By James A. Sneed, P.E.
Our first article discussed the four major steps involved in establishing a successful, sustainable inflow & infiltration (I/I) reduction program. The following two articles covered the first two steps, flow monitoring & prioritizing.
Now that you have the data to know where to focus your efforts, the fun begins! The heart of the I/I cycle is the Sanitary Sewer Evaluation Survey (SSES).
The SSES consists of four primary areas, each of which would merit its own article. Here, we will simply identify the task, purpose and some industry standards to use as guidelines. The four primary tasks in a good survey of your collection system are: physicals inspections, smoke testing, flow isolations, and Closed-Circuit Television Inspections (CCTV).
Physical inspection of the system is an essential and foundational part of the SSES. It is used to inventory the system, verify or develop accurate maps, access the condition of manholes, and provide nodes for data capturing and connectivity. Physical inspection is accomplished by opening each manhole, capturing the necessary physical data, and assigning a rehab priority. My suggestion for the first round is to keep it simple. Develop a simple numbering system, a basic inventory sheet, and keep the initial condition assessment to good, fair, or poor.
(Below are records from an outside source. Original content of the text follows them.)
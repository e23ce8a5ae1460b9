use chrono::{DateTime, Local};

use crate::Transcript;
use crate::pipeline::Extraction;

pub const DEFAULT_PROMPT_TEMPLATE: &str = "\
Please summarize the following YouTube video transcript. \
Start with a one-paragraph overview, then list the key points in order, \
then note any conclusions or recommendations the speaker makes.

Title: {title}
URL: {url}

Transcript:
{transcript}
";

/// Header block followed by one `[label] text` line per segment
pub fn render_structured(extraction: &Extraction, extracted_at: DateTime<Local>) -> String {
    let transcript = &extraction.transcript;

    let mut output = format!("Title: {}\n", extraction.title);
    output += &format!("URL: {}\n", extraction.url);
    output += &format!("Language: {}\n", transcript.language.to_uppercase());
    output += &format!("Type: {}\n", transcript.source_type);
    output += &format!("Extracted: {}\n", extracted_at.format("%Y-%m-%d %H:%M:%S"));

    output += "\n--- TRANSCRIPT ---\n\n";
    for segment in &transcript.segments {
        output += &format!("[{}] {}\n", segment.timestamp_label, segment.text);
    }
    output += "\n--- END TRANSCRIPT ---\n";

    output
}

/// Fill `{title}`, `{url}` and `{transcript}` in a prompt template
pub fn render_prompt(extraction: &Extraction, template: &str) -> String {
    template
        .replace("{title}", &extraction.title)
        .replace("{url}", &extraction.url)
        .replace("{transcript}", &merged_line(&extraction.transcript))
}

/// Render the whole extraction as JSON
pub fn render_json(extraction: &Extraction) -> String {
    serde_json::to_string_pretty(extraction).unwrap_or_else(|e| format!("{{\"error\": \"{e}\"}}"))
}

/// All segments on one line: `(label) text` joined by single spaces
pub fn merged_line(transcript: &Transcript) -> String {
    transcript
        .segments
        .iter()
        .map(|s| format!("({}) {}", s.timestamp_label, s.text))
        .collect::<Vec<_>>()
        .join(" ")
}
use thiserror::Error;

/// Every way a single extraction can fail. All variants are terminal for the
/// invocation; the messages are shown to the user as-is.
#[derive(Error, Debug)]
pub enum ExtractError {
    #[error("Please navigate to a YouTube video page to extract a transcript ({url})")]
    NotAWatchPage { url: String },

    #[error("Could not extract a video ID from {url}")]
    MissingVideoId { url: String },

    #[error("Could not find the player response embedded in the page")]
    PayloadNotFound,

    #[error("This video has no caption tracks")]
    NoCaptionTracks,

    #[error("Transcript button not found. Make sure the video has captions enabled.")]
    NoTranscriptButton,

    #[error("No transcript segments found in the panel")]
    NoSegments,

    #[error("Failed to fetch {url}: {reason}")]
    FetchFailed { url: String, reason: String },

    #[error("No valid transcript segments could be extracted")]
    EmptyTranscript,

    #[error("Failed to copy transcript to clipboard: {reason}")]
    ClipboardWriteFailed { reason: String },
}

impl From<reqwest::Error> for ExtractError {
    fn from(e: reqwest::Error) -> Self {
        ExtractError::FetchFailed {
            url: e.url().map(|u| u.to_string()).unwrap_or_default(),
            reason: e.to_string(),
        }
    }
}

pub type Result<T> = std::result::Result<T, ExtractError>;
Smoke testing of main lines and laterals occurs by pushing smoke into the sanitary sewer collection system where rain induced I/I ranked high. The smoke will follow the path of least resistance, escape the system where there are deficiencies, and thus identify areas where extraneous flow can enter. There are various types of smoke, typically liquid or candle varieties are used in conjunction with blowers designed to push 1,700 to 3,000 cubic feet per minute (CFM) of air into the system. Three keys necessary for success are:
1) Notify the public and fire department
2) Choose a dry day where the ground is not saturated
3) Use sandbags so that you can direct the smoke, controlling the direction it moves for each set up
Flow isolations are conducted using weirs, 48 hours or more after a rain event. Use the hydrograph to verify that you are working with groundwater. Calculate the gallons per day per inch per mile (gpd/inch*mile) by measuring flow during late-night low-use periods when the groundwater table is elevated. Flow isolations can be extremely important in identifying the 10% of your system that should be inspected using CCTV.
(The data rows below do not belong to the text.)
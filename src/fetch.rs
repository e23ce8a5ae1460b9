use log::debug;

use crate::error::{ExtractError, Result};

pub const USER_AGENT: &str =
    "Mozilla/5.0 (Windows NT 10.0; Win64; x64) AppleWebKit/537.36 (KHTML, like Gecko) Chrome/131.0.0.0 Safari/537.36";

/// GET a URL and return its body as text
#[allow(async_fn_in_trait)]
pub trait Fetcher {
    async fn fetch(&self, url: &str) -> Result<String>;
}

pub struct HttpFetcher {
    client: reqwest::Client,
}

impl HttpFetcher {
    pub fn new(client: reqwest::Client) -> Self {
        Self { client }
    }
}

impl Fetcher for HttpFetcher {
    async fn fetch(&self, url: &str) -> Result<String> {
        debug!("GET {url}");
        let resp = self.client.get(url).header("User-Agent", USER_AGENT).send().await?;

        let status = resp.status();
        if !status.is_success() {
            return Err(ExtractError::FetchFailed {
                url: url.to_string(),
                reason: format!("HTTP {status}"),
            });
        }
        Ok(resp.text().await?)
    }
}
CCTV is the most expensive SSES tasks and can also tell you the most information about your underground asset. In addition to condition assessment, CCTV is used to pinpoint the type and location of customer service connections. It is important to focus CCTV work in the most critical areas in order to get the most “bang for your buck.”
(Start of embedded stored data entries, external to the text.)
use std::sync::LazyLock;

use regex::Regex;

use crate::TranscriptSegment;

const SEPARATOR: &str = " --> ";
const HEADER_KEYWORDS: &[&str] = &["WEBVTT", "Kind:", "Language:"];

static TAG_RE: LazyLock<Regex> = LazyLock::new(|| Regex::new(r"<[^>]*>").unwrap());

/// One timed entry of a WebVTT body, labelled `(HH:MM:SS)`
#[derive(Debug, Clone, PartialEq, Eq)]
pub struct Cue {
    pub label: String,
    pub text: String,
}

impl Cue {
    pub fn new(label: impl Into<String>, text: impl Into<String>) -> Self {
        Self {
            label: label.into(),
            text: text.into(),
        }
    }

    pub fn to_segment(&self) -> TranscriptSegment {
        let bare = self.label.trim_start_matches('(').trim_end_matches(')');
        TranscriptSegment::new(bare, self.text.clone())
    }
}

/// Parse a WebVTT body into cues in file order
pub fn parse_cues(body: &str) -> Vec<Cue> {
    let mut cues = Vec::new();
    let mut open: Option<Cue> = None;

    let mut lines = body.lines().map(str::trim).peekable();
    while let Some(line) = lines.next() {
        if line.is_empty() {
            continue;
        }
        // header block only; cue text may start with the same words
        if open.is_none() && HEADER_KEYWORDS.iter().any(|k| line.starts_with(k)) {
            continue;
        }
        if is_cue_identifier(line, lines.peek().copied()) {
            continue;
        }

        if let Some((start, _)) = line.split_once(SEPARATOR) {
            if let Some(cue) = open.take() {
                cues.push(cue);
            }
            open = Some(Cue::new(cue_label(start), String::new()));
            continue;
        }

        if let Some(cue) = open.as_mut() {
            let text = clean_text(line);
            if text.is_empty() {
                continue;
            }
            if !cue.text.is_empty() {
                cue.text.push(' ');
            }
            cue.text.push_str(&text);
        }
    }

    if let Some(cue) = open {
        cues.push(cue);
    }
    cues
}

/// A numeric id on the line right before a timing line
fn is_cue_identifier(line: &str, next: Option<&str>) -> bool {
    line.chars().all(|c| c.is_ascii_digit()) && next.is_some_and(|n| n.contains(SEPARATOR))
}

/// `00:00:01.000` or `00:01.000` to `(00:00:01)`
fn cue_label(start: &str) -> String {
    let whole = start.trim().split('.').next().unwrap_or_default();
    let mut fields: Vec<&str> = whole.split(':').collect();
    while fields.len() < 3 {
        fields.insert(0, "0");
    }
    let padded = fields.iter().map(|f| format!("{f:0>2}")).collect::<Vec<_>>().join(":");
    format!("({padded})")
}

fn clean_text(line: &str) -> String {
    let stripped = TAG_RE.replace_all(line, "");
    html_escape::decode_html_entities(stripped.trim()).to_string()
}

/// Collapse runs of cues sharing a label into one upper-cased cue
pub fn merge_cues(cues: &[Cue]) -> Vec<Cue> {
    let mut merged: Vec<Cue> = Vec::new();
    let mut current: Option<Cue> = None;

    for cue in cues {
        match current.as_mut() {
            Some(acc) if acc.label == cue.label => {
                if !cue.text.is_empty() {
                    if !acc.text.is_empty() {
                        acc.text.push(' ');
                    }
                    acc.text.push_str(&cue.text);
                }
            }
            _ => {
                if let Some(done) = current.take() {
                    merged.push(flush(done));
                }
                current = Some(cue.clone());
            }
        }
    }

    if let Some(done) = current {
        merged.push(flush(done));
    }
    merged
}

fn flush(cue: Cue) -> Cue {
    Cue::new(cue.label, cue.text.to_uppercase())
}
The table below shows industry standards for performing the first round of an SSES in an I/I cycle. Remember the I/I cycle is a never ending and necessary process in the responsible operation of your collection system.
|Physical Inspection||Smoke Testing||Flow Isolations||Television Inspection|
The above table shows general guidelines intended to assist in planning and resource allocation in line with USEPA recommendations.